(Saved data entries)
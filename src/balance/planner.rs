/*!
Decides how many occurrences of each entity type must move, and in which direction, for the train
share of every type to fall inside `[upper_limit - balancing_range, upper_limit)`.
*/
use crate::balance::distribution::Distribution;
use itertools::multizip;
use serde::Serialize;
use std::cmp::Ordering;
use std::fmt::Display;

#[derive(Debug, Clone, Copy, PartialEq, Eq, Serialize)]
#[serde(rename_all = "kebab-case")]
/// Direction of a planned transfer.
pub enum Direction {
    TrainToTest,
    TestToTrain,
    Stay,
}

impl Display for Direction {
    fn fmt(&self, f: &mut std::fmt::Formatter<'_>) -> std::fmt::Result {
        match self {
            Direction::TrainToTest => write!(f, "train -> test"),
            Direction::TestToTrain => write!(f, "test -> train"),
            Direction::Stay => write!(f, "none"),
        }
    }
}

#[derive(Debug, Clone, PartialEq, Eq, Serialize)]
/// Signed number of occurrences of one entity type to move. Positive counts move from train to
/// test, negative counts from test to train.
pub struct PlannedTransfer {
    pub entity: String,
    pub count: i64,
}

impl PlannedTransfer {
    pub fn direction(&self) -> Direction {
        match self.count.cmp(&0) {
            Ordering::Greater => Direction::TrainToTest,
            Ordering::Less => Direction::TestToTrain,
            Ordering::Equal => Direction::Stay,
        }
    }
}

#[derive(Debug, Clone, PartialEq, Eq, Default, Serialize)]
/// Planned transfers of a tier, in the declared order of its entity types.
pub struct TransferPlan {
    transfers: Vec<PlannedTransfer>,
}

impl TransferPlan {
    /// Pairs every entity type with its count. Extra elements of the longer input are ignored.
    pub fn new<S: AsRef<str>>(entities: &[S], counts: &[i64]) -> Self {
        let transfers = entities
            .iter()
            .zip(counts)
            .map(|(entity, &count)| PlannedTransfer {
                entity: String::from(entity.as_ref()),
                count,
            })
            .collect();
        Self { transfers }
    }

    pub fn get(&self, entity: &str) -> Option<i64> {
        self.transfers
            .iter()
            .find(|t| t.entity == entity)
            .map(|t| t.count)
    }

    pub fn iter(&self) -> std::slice::Iter<'_, PlannedTransfer> {
        self.transfers.iter()
    }

    pub fn counts(&self) -> Vec<i64> {
        self.transfers.iter().map(|t| t.count).collect()
    }

    pub fn len(&self) -> usize {
        self.transfers.len()
    }

    pub fn is_empty(&self) -> bool {
        self.transfers.is_empty()
    }

    /// No transfer is needed.
    pub fn is_balanced(&self) -> bool {
        self.transfers.iter().all(|t| t.count == 0)
    }
}

/// Simulates the transfers of a single entity type, one occurrence at a time, and returns the
/// signed number of occurrences moved.
///
/// The two loops are exclusive: the second one only runs when the first did not. After a
/// transfer toward test, the share is below `upper_limit`, even if a coarse step overshot
/// `lower_limit`.
///
/// The occurrence counts are rebuilt from the share and the weight, and the simulated share is the
/// ratio of two exact integers at every step. No rounding error accumulates and the `>=` boundary
/// is honoured: 90 of 100 occurrences stop at `c = 16`, and 358 of 364 at `c = 86`, since a share
/// of exactly `0.75` is not below the upper limit.
pub fn plan_entity(prop_train: f64, unit_weight: f64, upper_limit: f64, lower_limit: f64) -> i64 {
    // Entity type absent from both partitions: the step would be null and the loops infinite.
    if !(unit_weight > 0.0 && unit_weight.is_finite()) {
        return 0;
    }
    let total = (1.0 / unit_weight).round() as i64;
    let in_train = (prop_train * total as f64).round() as i64;
    let shifted = |c: i64| (in_train - c) as f64 / total as f64;
    let mut c: i64 = 0;
    if shifted(0) >= upper_limit {
        while shifted(c) >= upper_limit {
            c += 1;
        }
    } else {
        while shifted(c) < lower_limit {
            c -= 1;
        }
    }
    c
}

/// Plans the transfers of every entity type of the distribution, in order. The limits must have
/// been validated with `validate_limits`.
pub fn plan_counts(
    distribution: &Distribution,
    upper_limit: f64,
    balancing_range: f64,
) -> Vec<i64> {
    let lower_limit = upper_limit - balancing_range;
    multizip((
        distribution.prop_train.iter(),
        distribution.prop_test.iter(),
        distribution.unit_weight.iter(),
    ))
    .map(|(&prop_train, _prop_test, &unit_weight)| {
        plan_entity(prop_train, unit_weight, upper_limit, lower_limit)
    })
    .collect()
}

/// Plans the transfers of `entities`, whose distribution is `distribution`.
pub fn plan<S: AsRef<str>>(
    entities: &[S],
    distribution: &Distribution,
    upper_limit: f64,
    balancing_range: f64,
) -> TransferPlan {
    let counts = plan_counts(distribution, upper_limit, balancing_range);
    TransferPlan::new(entities, &counts)
}
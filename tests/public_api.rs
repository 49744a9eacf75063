use nerfold::balance::counter::count;
use nerfold::{
    balance, BalanceConfig, BalanceConfigBuilder, Balancer, ConfigError, CountMode, Partition,
    Record, RecordIdAllocator, RecountPolicy, Role, TagFormat, Tier,
};

fn records(allocator: &mut RecordIdAllocator, n: usize, tags: &[&str]) -> Vec<Record> {
    (0..n)
        .map(|i| {
            let tokens = tags.iter().map(|_| format!("tok{}", i)).collect();
            let tags = tags.iter().map(|t| String::from(*t)).collect();
            allocator.record(tokens, tags).unwrap()
        })
        .collect()
}

fn train_share(train: &Partition, test: &Partition, entity: &str) -> f64 {
    let format = TagFormat::default();
    let in_train = count(train, entity, &format, CountMode::Records);
    let in_test = count(test, entity, &format, CountMode::Records);
    in_train as f64 / (in_train + in_test) as f64
}

#[test]
fn default_balance_of_both_tiers() {
    let mut allocator = RecordIdAllocator::new();
    let mut train = records(
        &mut allocator,
        90,
        &["B-Valor_dano_moral", "I-Valor_dano_moral"],
    );
    train.extend(records(&mut allocator, 5, &["B-CPF"]));
    let mut test = records(&mut allocator, 10, &["B-Valor_dano_moral", "I-Valor_dano_moral"]);
    test.extend(records(&mut allocator, 15, &["B-CPF"]));
    let negatives = records(&mut allocator, 7, &["O"]);
    train.extend(negatives);

    let (train, test) = balance(
        Partition::new(Role::Train, train),
        Partition::new(Role::Test, test),
    );
    assert_eq!(train.len() + test.len(), 127);
    assert_eq!(
        count(&test, "Valor_dano_moral", &TagFormat::default(), CountMode::Records),
        26
    );
    // 5 of 20 CPF records in train: 8 are pulled back from test.
    assert_eq!(count(&train, "CPF", &TagFormat::default(), CountMode::Records), 13);
    assert_eq!(train.iter().filter(|r| r.tags() == ["O"]).count(), 7);
    let share = train_share(&train, &test, "Valor_dano_moral");
    assert!((0.65..0.75).contains(&share));
}

#[test]
fn mentions_count_mode() {
    let mut allocator = RecordIdAllocator::new();
    // Each record carries two mentions of PER.
    let train = records(&mut allocator, 45, &["B-PER", "O", "B-PER"]);
    let test = records(&mut allocator, 5, &["B-PER", "O", "B-PER"]);
    let config = BalanceConfigBuilder::default()
        .tiers(vec![Tier::new("people", ["PER"])])
        .count_mode(CountMode::Mentions)
        .build()
        .unwrap();
    let outcome = Balancer::new(config)
        .unwrap()
        .balance_with_report(Partition::new(Role::Train, train), Partition::new(Role::Test, test));
    // 90/10 mentions: 16 occurrences are planned, one record is moved per planned occurrence.
    let tier = &outcome.report.passes[0].tiers[0];
    assert_eq!(tier.counts_train, vec![90]);
    assert_eq!(tier.plan.get("PER"), Some(16));
    assert_eq!(outcome.test.len(), 21);
}

#[test]
fn report_serializes() {
    let mut allocator = RecordIdAllocator::new();
    let train = records(&mut allocator, 9, &["B-LOC"]);
    let test = records(&mut allocator, 1, &["B-LOC"]);
    let config = BalanceConfigBuilder::default()
        .tiers(vec![Tier::new("places", ["LOC"])])
        .recount(RecountPolicy::Snapshot)
        .max_passes(3)
        .build()
        .unwrap();
    let outcome = Balancer::new(config)
        .unwrap()
        .balance_with_report(Partition::new(Role::Train, train), Partition::new(Role::Test, test));
    assert!(outcome.report.converged());
    let json = serde_json::to_value(&outcome.report).unwrap();
    assert_eq!(json["passes"][0]["tiers"][0]["tier"], "places");
    assert_eq!(
        json["passes"][0]["tiers"][0]["plan"]["transfers"][0]["entity"],
        "LOC"
    );
}

#[test]
fn config_from_json_is_validated() {
    let config: BalanceConfig = serde_json::from_str(
        r#"{"upper_limit": 0.8, "balancing_range": 0.2, "tiers": [{"name": "t", "entities": []}]}"#,
    )
    .unwrap();
    assert_eq!(
        Balancer::new(config).unwrap_err(),
        ConfigError::EmptyTier(String::from("t"))
    );
    let config: BalanceConfig = serde_json::from_str(r#"{"upper_limit": 1.5}"#).unwrap();
    assert_eq!(
        Balancer::new(config).unwrap_err(),
        ConfigError::UpperLimitOutOfRange(1.5)
    );
}
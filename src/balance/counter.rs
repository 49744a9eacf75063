/*!
Counts the occurrences of entity types in a partition.
*/
use crate::config::CountMode;
use crate::corpus::Partition;
use crate::tag::TagFormat;
use ndarray::Array1;

/// Number of occurrences of `entity` in the partition. With `CountMode::Records`, a record
/// containing the type at least once contributes 1, however many of its tags carry it. With
/// `CountMode::Mentions`, every span-starting tag of the type contributes 1.
pub fn count(partition: &Partition, entity: &str, format: &TagFormat, mode: CountMode) -> usize {
    match mode {
        CountMode::Records => partition
            .iter()
            .filter(|r| r.contains_type(entity, format))
            .count(),
        CountMode::Mentions => partition
            .iter()
            .map(|r| r.count_mentions(entity, format))
            .sum(),
    }
}

/// Counts every entity type of `entities`, in order.
pub fn count_all<S: AsRef<str>>(
    partition: &Partition,
    entities: &[S],
    format: &TagFormat,
    mode: CountMode,
) -> Array1<usize> {
    Array1::from_iter(
        entities
            .iter()
            .map(|e| count(partition, e.as_ref(), format, mode)),
    )
}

- _The task_: The required output is the exact run of lines from the beginning of the records to the line with "use std::fmt::Display;", that line included.

- _Solved exercise_:
filename src/balance/planner.rs
/*!
Decides how many occurrences of each entity type must move, and in which direction, for the train
share of every type to fall inside `[upper_limit - balancing_range, upper_limit)`.
*/
use crate::balance::distribution::Distribution;
use itertools::multizip;
use serde::Serialize;
use std::cmp::Ordering;
use std::fmt::Display;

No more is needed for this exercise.